Government opposes bid for syphilis study museum
The Justice Department argued in court documents recently that providing the money to the Tuskegee Human and Civil Rights Multicultural Center would violate an agreement reached in 1975 to settle a class-action lawsuit. For the study, hundreds of black men suffering from the sexually transmitted disease were allowed to go untreated for decades so doctors could analyze the progression of the illness.
The government said that it “does not intend in any way to justify, condone, or defend the Tuskegee Syphilis Study,” but allowing remaining money from a $9 million settlement to be used for the museum would violate the settlement’s original provision that any left over money go back to the government.
Fred Gray, a civil rights attorney who represented men in the study and made the funding request in 2016, declined comment on the government’s position.
U.S. District Judge Myron Thompson held a telephone conference on the request May 30, records show, but hasn’t ruled yet.
Starting in 1932 and continuing for four decades, government medical workers operating in rural, segregated Alabama withheld treatment from unsuspecting black men infected with syphilis so doctors could track the disease and dissect their bodies afterward.
Revealed by The Associated Press in 1972, the study ended and the men sued, resulting in the settlement negotiated by Gray on behalf of the victims, all of whom have died.

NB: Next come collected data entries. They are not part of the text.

//! Phases and the capability traits transport algorithms read them through

use super::data::PropertyData;
use super::store::PropertyStore;
use crate::error::{Result, TransportError};
use crate::network::Network;
use nalgebra::DVector;
use tracing::debug;

/// Key of the molar density property
pub const MOLAR_DENSITY: &str = "pore.molar_density";

/// Key of the binary diffusion coefficient property
pub const DIFFUSIVITY: &str = "pore.diffusivity";

// =================================================================================================
// Capability traits
// =================================================================================================

/// Access to a phase's molar density
///
/// Algorithms that normalise by molar density depend on this trait rather
/// than on a string lookup, so a missing property is reported here, at the
/// boundary, instead of deep inside numerical code.
pub trait HasMolarDensity {
    /// Molar density per pore \[mol/m³\]
    fn molar_density(&self) -> Result<PropertyData>;

    /// Arithmetic mean of the molar density over all pores
    ///
    /// # Errors
    ///
    /// - `MissingProperty` when the phase has no molar density
    /// - `DegenerateMolarDensity` when the mean is zero or not finite
    fn mean_molar_density(&self) -> Result<f64> {
        let mean = self.molar_density()?.mean();
        if !mean.is_finite() || mean == 0.0 {
            return Err(TransportError::DegenerateMolarDensity(mean));
        }
        Ok(mean)
    }
}

/// Access to a phase's diffusion coefficient
pub trait HasDiffusivity {
    /// Diffusion coefficient per pore \[m²/s\]
    fn diffusivity(&self) -> Result<PropertyData>;
}

// =================================================================================================
// Phase
// =================================================================================================

/// A fluid phase occupying the network
///
/// Holds thermophysical pore properties and the throat conductances that
/// physics objects compute for it.
///
/// # Example
///
/// ```rust
/// use pnm_rs::network::Cubic;
/// use pnm_rs::physics::{Phase, HasMolarDensity};
///
/// let network = Cubic::new([2, 2, 2], 1.0).build().unwrap();
/// let mut phase = Phase::new("air", &network);
/// phase.set("pore.molar_density", 40.89).unwrap();
///
/// assert_eq!(phase.mean_molar_density().unwrap(), 40.89);
/// ```
#[derive(Debug, Clone)]
pub struct Phase {
    name: String,
    properties: PropertyStore,
}

impl Phase {
    /// Create an empty phase sized for `network`
    pub fn new(name: impl Into<String>, network: &Network) -> Self {
        let name = name.into();
        debug!(phase = %name, pores = network.num_pores(), "created phase");

        Self {
            name,
            properties: PropertyStore::for_network(network),
        }
    }

    /// Phase name
    pub fn name(&self) -> &str {
        &self.name
    }

    /// Set a property
    pub fn set(&mut self, key: &str, data: impl Into<PropertyData>) -> Result<()> {
        self.properties.set(key, data)
    }

    /// Raw property data
    pub fn get(&self, key: &str) -> Result<&PropertyData> {
        self.properties.get(key)
    }

    /// Property expanded to one value per element
    pub fn values(&self, key: &str) -> Result<DVector<f64>> {
        self.properties.values(key)
    }

    /// Underlying store
    pub fn properties(&self) -> &PropertyStore {
        &self.properties
    }

    /// Mutable underlying store
    pub fn properties_mut(&mut self) -> &mut PropertyStore {
        &mut self.properties
    }
}

impl HasMolarDensity for Phase {
    fn molar_density(&self) -> Result<PropertyData> {
        self.get(MOLAR_DENSITY).cloned()
    }
}

impl HasDiffusivity for Phase {
    fn diffusivity(&self) -> Result<PropertyData> {
        self.get(DIFFUSIVITY).cloned()
    }
}

// =================================================================================================
// Tests
// =================================================================================================
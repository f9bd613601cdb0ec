//! Reference objects for tests, benchmarks and demos
//!
//! A 5 × 5 × 5 cubic network with unit spacing, a uniform geometry, an
//! air-like phase and a bulk-diffusion physics. With Dirichlet values 0.6
//! and 0.4 on the `top` and `bottom` faces, Fickian diffusion on these
//! objects gives an effective diffusivity of 0.025.

use crate::error::Result;
use crate::network::{Cubic, Network};
use crate::physics::geometry::{PORE_DIAMETER, THROAT_AREA, THROAT_DIAMETER, THROAT_LENGTH};
use crate::physics::phase::{DIFFUSIVITY, MOLAR_DENSITY};
use crate::physics::{ConductanceModel, Geometry, Phase, Physics};

/// Side of the reference lattice
pub const SHAPE: [usize; 3] = [5, 5, 5];

/// Molar density of the reference phase \[mol/m³\]
pub const MOLAR_DENSITY_VALUE: f64 = 40.89;

/// Diffusivity of the reference phase \[m²/s\]
pub const DIFFUSIVITY_VALUE: f64 = 0.05;

/// 5 × 5 × 5 cubic network with unit spacing
pub fn test_network() -> Result<Network> {
    cubic_network(SHAPE)
}

/// Cubic network of any shape with unit spacing
pub fn cubic_network(shape: [usize; 3]) -> Result<Network> {
    Cubic::new(shape, 1.0).build()
}

/// Uniform geometry: pores of diameter 0.5, square throats of side 0.5 and
/// length 0.5
pub fn test_geometry(network: &Network) -> Result<Geometry> {
    let mut geometry = Geometry::new("test_geometry", network);
    geometry.set(PORE_DIAMETER, 0.5)?;
    geometry.set(THROAT_DIAMETER, 0.5)?;
    geometry.set(THROAT_AREA, 0.25)?;
    geometry.set(THROAT_LENGTH, 0.5)?;
    Ok(geometry)
}

/// Air-like phase at 298 K and atmospheric pressure
pub fn test_phase(network: &Network) -> Result<Phase> {
    let mut phase = Phase::new("test_phase", network);
    phase.set("pore.temperature", 298.0)?;
    phase.set("pore.pressure", 101_325.0)?;
    phase.set(MOLAR_DENSITY, MOLAR_DENSITY_VALUE)?;
    phase.set(DIFFUSIVITY, DIFFUSIVITY_VALUE)?;
    Ok(phase)
}

/// Bulk-diffusion physics writing `throat.diffusive_conductance`
pub fn test_physics() -> Physics {
    Physics::new("test_physics").with_model("diffusive_conductance", ConductanceModel::BulkDiffusion)
}

/// Network and phase with conductances already computed
pub fn prepared() -> Result<(Network, Phase)> {
    let network = test_network()?;
    let geometry = test_geometry(&network)?;
    let mut phase = test_phase(&network)?;
    test_physics().regenerate(&network, &geometry, &mut phase)?;
    Ok((network, phase))
}
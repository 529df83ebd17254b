//! The client owning one cache and one in-flight table.
//!
//! Every [`Query`] and [`Mutation`] is created from a [`Client`] and holds a
//! clone of it. Clones share state; separate clients are fully independent,
//! which is what tests and multi-tenant hosts want.

use std::sync::Arc;

use futures::FutureExt;
use futures::future::BoxFuture;
use serde::de::DeserializeOwned;
use serde_json::Value;

use crate::cache::{Cache, CacheStore, WatcherGuard};
use crate::config::ClientConfig;
use crate::error::FetchError;
use crate::executor::RequestExecutor;
use crate::mutation::{Mutation, MutationOptions};
use crate::options::RequestOptions;
use crate::preload::Preloaded;
use crate::query::{Query, QueryOptions};
use crate::transport::Transport;

#[derive(Debug)]
struct ClientInner {
    config: ClientConfig,
    store: CacheStore,
    executor: RequestExecutor,
}

/// Shared cache, request execution and configuration.
///
/// # Example
///
/// ```
/// use refetch::client::Client;
/// use refetch::config::ClientConfig;
/// use refetch::transport::mock::MockTransport;
/// use serde_json::json;
///
/// let client = Client::with_config(
///     MockTransport::new(),
///     ClientConfig::new().with_base_url("https://api.example.com"),
/// );
///
/// client.add_response("https://api.example.com/posts", json!([]), ["posts"]);
/// client.clear_domains(["posts"]);
///
/// let cache = client.cache();
/// assert!(cache.get("https://api.example.com/posts").unwrap().refetch);
/// ```
#[derive(Debug, Clone)]
pub struct Client {
    inner: Arc<ClientInner>,
}

impl Client {
    /// Creates a client with default configuration.
    pub fn new(transport: impl Transport) -> Self {
        Self::with_config(transport, ClientConfig::default())
    }

    /// Creates a client with the given configuration.
    ///
    /// The cache starts from `config.initial_cache` when present.
    pub fn with_config(transport: impl Transport, config: ClientConfig) -> Self {
        let store = config
            .initial_cache
            .clone()
            .map_or_else(CacheStore::new, CacheStore::with_initial);
        Self {
            inner: Arc::new(ClientInner {
                config,
                store,
                executor: RequestExecutor::new(transport),
            }),
        }
    }

    #[must_use]
    pub fn config(&self) -> &ClientConfig {
        &self.inner.config
    }

    /// Returns the current cache snapshot.
    #[must_use]
    pub fn cache(&self) -> Arc<Cache> {
        self.inner.store.cache()
    }

    /// Registers `callback` to receive every new cache snapshot.
    #[must_use = "dropping the guard unsubscribes the watcher immediately"]
    pub fn add_cache_watcher<F>(&self, callback: F) -> WatcherGuard
    where
        F: Fn(&Arc<Cache>) + Send + Sync + 'static,
    {
        self.inner.store.add_cache_watcher(callback)
    }

    /// Stores `data` under `key`, tagged with `domains`.
    pub fn add_response<I, D>(&self, key: impl Into<String>, data: Value, domains: I)
    where
        I: IntoIterator<Item = D>,
        D: Into<String>,
    {
        self.inner.store.add_response(key, data, domains);
    }

    /// Flags every entry tagged with any of `domains` for refetch.
    pub fn clear_domains<I, D>(&self, domains: I)
    where
        I: IntoIterator<Item = D>,
        D: Into<String>,
    {
        self.inner.store.clear_domains(domains);
    }

    /// Issues a request through the deduplicating executor.
    ///
    /// See [`RequestExecutor::execute`].
    ///
    /// # Panics
    ///
    /// Panics when called outside a Tokio runtime.
    pub fn execute_request(
        &self,
        url: &str,
        options: &RequestOptions,
    ) -> BoxFuture<'static, Result<Value, FetchError>> {
        self.inner.executor.execute(url, options)
    }

    /// Issues a request and decodes the payload into `T`.
    ///
    /// # Errors
    ///
    /// Fails like [`Client::execute_request`], or with
    /// [`FetchError::Decode`] when the payload does not match `T`.
    pub fn execute_request_as<T>(
        &self,
        url: &str,
        options: &RequestOptions,
    ) -> BoxFuture<'static, Result<T, FetchError>>
    where
        T: DeserializeOwned + Send + 'static,
    {
        self.execute_request(url, options)
            .map(|result| {
                result.and_then(|data| {
                    serde_json::from_value(data).map_err(|e| FetchError::Decode(e.to_string()))
                })
            })
            .boxed()
    }

    /// Creates a query for `url`. Call [`Query::activate`] to start it.
    #[must_use]
    pub fn query(&self, url: impl Into<String>, options: QueryOptions) -> Query {
        Query::new(self.clone(), url.into(), options)
    }

    /// Starts a `GET` for `url` right away, before any query exists.
    ///
    /// # Panics
    ///
    /// Panics when called outside a Tokio runtime.
    #[must_use]
    pub fn preload(&self, url: impl Into<String>, fetch_options: Option<RequestOptions>) -> Preloaded {
        Preloaded::start(self, url.into(), fetch_options)
    }

    /// Creates a query whose first result is the preloaded one.
    #[must_use]
    pub fn query_preloaded(&self, preloaded: &Preloaded, options: QueryOptions) -> Query {
        Query::from_preloaded(self.clone(), preloaded, options)
    }

    /// Creates a mutation for `url`.
    #[must_use]
    pub fn mutation(&self, url: impl Into<String>, options: MutationOptions) -> Mutation {
        Mutation::new(self.clone(), url.into(), options)
    }

    /// Prefixes `path` with the first base URL found: `base_url`, then the
    /// configured one.
    pub(crate) fn resolve_url(&self, base_url: Option<&str>, path: &str) -> String {
        let base = base_url
            .or(self.inner.config.base_url.as_deref())
            .unwrap_or_default();
        format!("{base}{path}")
    }

    #[cfg(test)]
    pub(crate) fn in_flight(&self) -> usize {
        self.inner.executor.in_flight()
    }
}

The men wanted to be remembered in a memorial that told their story, Gray said in court documents, and a county-owned history museum that already includes exhibits about the study could use the “relatively small” amount of unclaimed money.
The Justice Department said that would “fundamentally alter the terms of the agreement.”
Days after the government made its argument in legal documents, Attorney General Jeff Sessions issued a memo barring third-party organizations from receiving money from settlements involving the government.